Study material ::
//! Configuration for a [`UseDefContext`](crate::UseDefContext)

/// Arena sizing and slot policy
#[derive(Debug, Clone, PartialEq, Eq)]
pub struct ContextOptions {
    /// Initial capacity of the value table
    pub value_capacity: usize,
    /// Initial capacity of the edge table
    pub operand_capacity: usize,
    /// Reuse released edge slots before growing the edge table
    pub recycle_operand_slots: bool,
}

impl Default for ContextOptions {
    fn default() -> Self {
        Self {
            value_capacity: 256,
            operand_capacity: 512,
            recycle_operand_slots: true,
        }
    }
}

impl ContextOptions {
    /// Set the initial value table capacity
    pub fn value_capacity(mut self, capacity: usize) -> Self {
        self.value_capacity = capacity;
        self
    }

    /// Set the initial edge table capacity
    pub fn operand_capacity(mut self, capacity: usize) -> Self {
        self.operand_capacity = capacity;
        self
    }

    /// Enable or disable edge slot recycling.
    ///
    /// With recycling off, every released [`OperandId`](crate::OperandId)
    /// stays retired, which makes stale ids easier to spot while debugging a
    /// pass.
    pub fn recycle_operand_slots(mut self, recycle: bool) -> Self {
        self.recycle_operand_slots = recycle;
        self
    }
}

What you are asked to do ::
Every line from the one holding "edge table capacity" through the last line of the listing above should be set down exactly, and nothing more.

Your response ::
    /// Set the initial edge table capacity
    pub fn operand_capacity(mut self, capacity: usize) -> Self {
        self.operand_capacity = capacity;
        self
    }

    /// Enable or disable edge slot recycling.
    ///
    /// With recycling off, every released [`OperandId`](crate::OperandId)
    /// stays retired, which makes stale ids easier to spot while debugging a
    /// pass.
    pub fn recycle_operand_slots(mut self, recycle: bool) -> Self {
        self.recycle_operand_slots = recycle;
        self
    }
}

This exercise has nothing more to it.